Eric Johnson |
at the Great Aunt Stella Center,
(4 March 2004)
I went with a friend of mine to see Eric Johnson in concert at the Great Aunt Stella Center in Charlotte, NC. This was an acoustic guitar and piano show, with special guest Tony Furtado as the opening act.
Johnson won the best rock instrumental Grammy in 1991 for the song "Cliffs of Dover," from his album Ah Via Musicom. He is best known as an electric guitarist and many refer to him as a "musicians' musician." Even though "Cliffs of Dover" was not included in the set, it was not missed.

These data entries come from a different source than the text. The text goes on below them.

//! Token service module for JWT management
//!
//! Issues HS256 access tokens and opaque refresh tokens, and revokes
//! refresh tokens at logout.

mod config;
mod service;


pub use config::TokenServiceConfig;
pub use service::TokenService;
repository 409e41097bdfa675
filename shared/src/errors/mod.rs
//! Shared error types and response structures

use chrono::{DateTime, Utc};
use serde::{Deserialize, Serialize};
use std::collections::HashMap;

/// Standard error response structure used across all API endpoints
#[derive(Debug, Clone, Serialize, Deserialize)]
pub struct ErrorResponse {
    /// Error code for client identification
    pub error: String,

    /// Human-readable error message
    pub message: String,

    /// Additional error details (field errors, etc.)
    #[serde(skip_serializing_if = "Option::is_none")]
    pub details: Option<HashMap<String, serde_json::Value>>,

    /// Timestamp when the error occurred
    pub timestamp: DateTime<Utc>,
}

impl ErrorResponse {
    /// Create a new error response
    pub fn new(error: impl Into<String>, message: impl Into<String>) -> Self {
        Self {
            error: error.into(),
            message: message.into(),
            details: None,
            timestamp: Utc::now(),
        }
    }

    /// Add a detail field to the error response
    pub fn add_detail(mut self, key: impl Into<String>, value: impl Serialize) -> Self {
        let details = self.details.get_or_insert_with(HashMap::new);
        if let Ok(json_value) = serde_json::to_value(value) {
            details.insert(key.into(), json_value);
        }
        self
    }
}

/// Common error codes used across the application
pub mod error_codes {
    pub const UNAUTHORIZED: &str = "UNAUTHORIZED";
    pub const NOT_FOUND: &str = "NOT_FOUND";
    pub const INTERNAL_ERROR: &str = "INTERNAL_ERROR";
    pub const VALIDATION_ERROR: &str = "VALIDATION_ERROR";
    pub const MISSING_IDENTITY: &str = "MISSING_IDENTITY";
    pub const DUPLICATE_IDENTITY: &str = "DUPLICATE_IDENTITY";
    pub const USER_NOT_FOUND: &str = "USER_NOT_FOUND";
    pub const CODE_NOT_FOUND: &str = "CODE_NOT_FOUND";
    pub const CODE_EXPIRED: &str = "CODE_EXPIRED";
    pub const EMAIL_NOT_VERIFIED: &str = "EMAIL_NOT_VERIFIED";
    pub const INVALID_OR_EXPIRED_TOKEN: &str = "INVALID_OR_EXPIRED_TOKEN";
    pub const UNKNOWN_FAILURE: &str = "UNKNOWN_FAILURE";
    pub const TOKEN_EXPIRED: &str = "TOKEN_EXPIRED";
    pub const TOKEN_INVALID: &str = "TOKEN_INVALID";
    pub const TOKEN_GENERATION_FAILED: &str = "TOKEN_GENERATION_FAILED";
}

/// Trait for converting errors to ErrorResponse
pub trait IntoErrorResponse {
    fn to_error_response(&self) -> ErrorResponse;
}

It was my first concert at the Great Aunt Stella, and I do not believe there is a better introduction to that venue than to see an acoustic guitar and piano show by Johnson, especially one that followed a performance by Furtado. I'll get to Tony's work later as this is intended primarily as a review of Eric's show. The Great Aunt Stella Center is an old church building just outside of downtown (or, as it is preferred to be called, "Uptown Charlotte"). A small venue with pew-type seats and a balcony, you are immediately reminded that it was designed to be a church. On the wide stage there is a pipe organ, and Eric had a grand piano set up along with multiple acoustic guitars. From halfway back the view might not have been the most optimal as most people stood for a portion of the show, but the sound was absolutely amazing. Walking into the Great Aunt Stella, you are immediately reminded that there was a time when places were built with sound and acoustics in mind even at the sacrifice of a good vantage point.

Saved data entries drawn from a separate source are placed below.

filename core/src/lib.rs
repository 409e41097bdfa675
//! # Authcode Core
//!
//! Core business logic and domain layer for the Authcode backend.
//! This crate contains domain entities, business services, repository interfaces,
//! and error types that form the foundation of the application architecture.

pub mod domain;
pub mod errors;
pub mod repositories;
pub mod services;

// Re-export commonly used types for convenience
pub use domain::entities::{Claims, RefreshToken, TokenPair, User, VerificationCode};
pub use domain::value_objects::AuthResponse;
pub use errors::{AuthError, DomainError, DomainResult, TokenError, ValidationError};
pub use repositories::{
    InMemoryTokenRepository, InMemoryUserRepository, InMemoryVerificationCodeRepository,
    TokenRepository, UserRepository, VerificationCodeRepository,
};
pub use services::{
    AuthService, AuthServiceConfig, IssuedCode, NotificationServiceTrait, RegistrationResult,
    TokenService, TokenServiceConfig, VerificationService, VerificationServiceConfig,
};
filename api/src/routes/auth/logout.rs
use actix_web::{web, HttpResponse};

use ac_core::repositories::{TokenRepository, UserRepository, VerificationCodeRepository};
use ac_core::services::verification::NotificationServiceTrait;

use crate::dto::auth::LogoutRequest;
use crate::handlers::ApiError;
use crate::middleware::auth::AuthContext;

use super::AppState;

/// Handler for POST /api/v1/auth/logout
///
/// Revokes the refresh token in the body (`refresh_token`, or `refresh`).
/// Requires a bearer access token.
///
/// # Response
///
/// 205 Reset Content on success; 400 `INVALID_OR_EXPIRED_TOKEN` when the
/// refresh token is unknown, expired or already revoked.
pub async fn logout<U, C, N, T>(
    state: web::Data<AppState<U, C, N, T>>,
    auth: AuthContext,
    request: web::Json<LogoutRequest>,
) -> Result<HttpResponse, ApiError>
where
    U: UserRepository + 'static,
    C: VerificationCodeRepository + 'static,
    N: NotificationServiceTrait + 'static,
    T: TokenRepository + 'static,
{
    state.auth_service.logout(&request.refresh_token).await?;

    log::info!("User {} logged out", auth.user_id);
    Ok(HttpResponse::ResetContent().finish())
}
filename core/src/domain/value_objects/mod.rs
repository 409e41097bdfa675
//! Value objects representing immutable domain concepts.

pub mod auth_response;

// Re-export commonly used types
pub use auth_response::AuthResponse;
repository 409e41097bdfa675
//! Phone number utilities

use once_cell::sync::Lazy;
use regex::Regex;

// International phone number (E.164 format)
static INTERNATIONAL_PHONE_REGEX: Lazy<Regex> = Lazy::new(|| {
    Regex::new(r"^\+[1-9]\d{6,14}$").expect("valid E.164 regex")
});

// National number without country code
static NATIONAL_PHONE_REGEX: Lazy<Regex> = Lazy::new(|| {
    Regex::new(r"^\d{7,15}$").expect("valid national phone regex")
});

/// Normalize a phone number by removing common formatting characters
pub fn normalize_phone_number(phone: &str) -> String {
    phone
        .chars()
        .filter(|c| c.is_ascii_digit() || *c == '+')
        .collect()
}

/// Check if a phone number is valid (E.164 or a bare national number)
pub fn is_valid_phone(phone: &str) -> bool {
    let normalized = normalize_phone_number(phone);
    INTERNATIONAL_PHONE_REGEX.is_match(&normalized) || NATIONAL_PHONE_REGEX.is_match(&normalized)
}

/// Mask a phone number for display (e.g., +99****4567)
pub fn mask_phone_number(phone: &str) -> String {
    let normalized = normalize_phone_number(phone);
    if normalized.len() >= 7 {
        format!(
            "{}****{}",
            &normalized[0..3],
            &normalized[normalized.len() - 4..]
        )
    } else {
        "****".to_string()
    }
}
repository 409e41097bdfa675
//! API response types

use chrono::{DateTime, Utc};
use serde::{Deserialize, Serialize};

/// Health check response
#[derive(Debug, Clone, Serialize, Deserialize)]
pub struct HealthResponse {
    /// Overall health status
    pub status: HealthStatus,

    /// Server timestamp
    pub timestamp: DateTime<Utc>,

    /// Server version
    pub version: String,
}

impl HealthResponse {
    pub fn healthy(version: impl Into<String>) -> Self {
        Self {
            status: HealthStatus::Healthy,
            timestamp: Utc::now(),
            version: version.into(),
        }
    }
}

/// Health status
///
/// The process answers only while it can serve requests, so the single
/// reportable state is `healthy`.
#[derive(Debug, Clone, Copy, PartialEq, Eq, Serialize, Deserialize)]
#[serde(rename_all = "lowercase")]
pub enum HealthStatus {
    Healthy,
}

The warm smell of Nag Champa incense wafted through the hall as we moved back to our seats in anticipation of Johnson's part of the show. Lights dimmed slightly and he took the stage, not in a running out and "Here I Am!" manner, more of a "walking out and sitting down" way, with a soft "hello" added for style. And those of us gathered welcomed Eric, including one shout-out from the balcony of "Welcome to Charlotte, E.J.!" I have to say this was not an unwelcome sentiment or statement.
Eric opened the show with a piece from his Seven Worlds album called "Song for Life." This piece is an amazing example of what can be done on and with an acoustic guitar. I have to say that the first time I had ever heard the song I thought it was at least two, maybe three guitars overdubbed. That theory was proven incorrect as I watched Johnson play without error or change from the recorded piece I am familiar with.
Watching the man play his guitar is something to behold; the intensity in his face is mixed with a familiarity of the instrument that makes it look all at once like it is an incredibly difficult task and yet also it looks like something he is at ease in doing.
From that point the show continued with mostly instrumental music, new and yet-to-be-released work as well as some already released work including a few acoustic interpretations. Then came what I consider to be the highlight of the show. Eric said that Jimi Hendrix is mostly known as a great guitarist. As a guitarist himself, he honors Jimi in that way all the time. However, the other thing that Jimi should be known and acknowledged for is his great songwriting. Eric chose to play a Hendrix song, "The Wind Cries Mary," on the piano. I sat there awestruck with my mouth open and looked at my friend who had the same expression on his face -- one of extreme amazement. In addition to that cover, Eric also performed a few Beatles songs. The night was one of wonder and amazement as the man performed his art.
Prior to Johnson's performance, Tony Furtado gave an exuberant performance of bluesy acoustic slide and finger-picked guitar work. Tony's style is unique and interesting. I truly enjoyed his playing and performing. I thank Eric for having Tony as an opening act and am encouraged that there are innovative musicians out performing such as these two masters of their craft.
All in all, I highly recommend seeing either of these artists in concert in any form they choose to present their music. This I say because Eric Johnson also tours with his own band as well as his "other" band, Alien Love Child. These band tour performances are generally electric guitar shows, however in the past I have seen Eric perform and he brings out the acoustic guitar on occasion as well.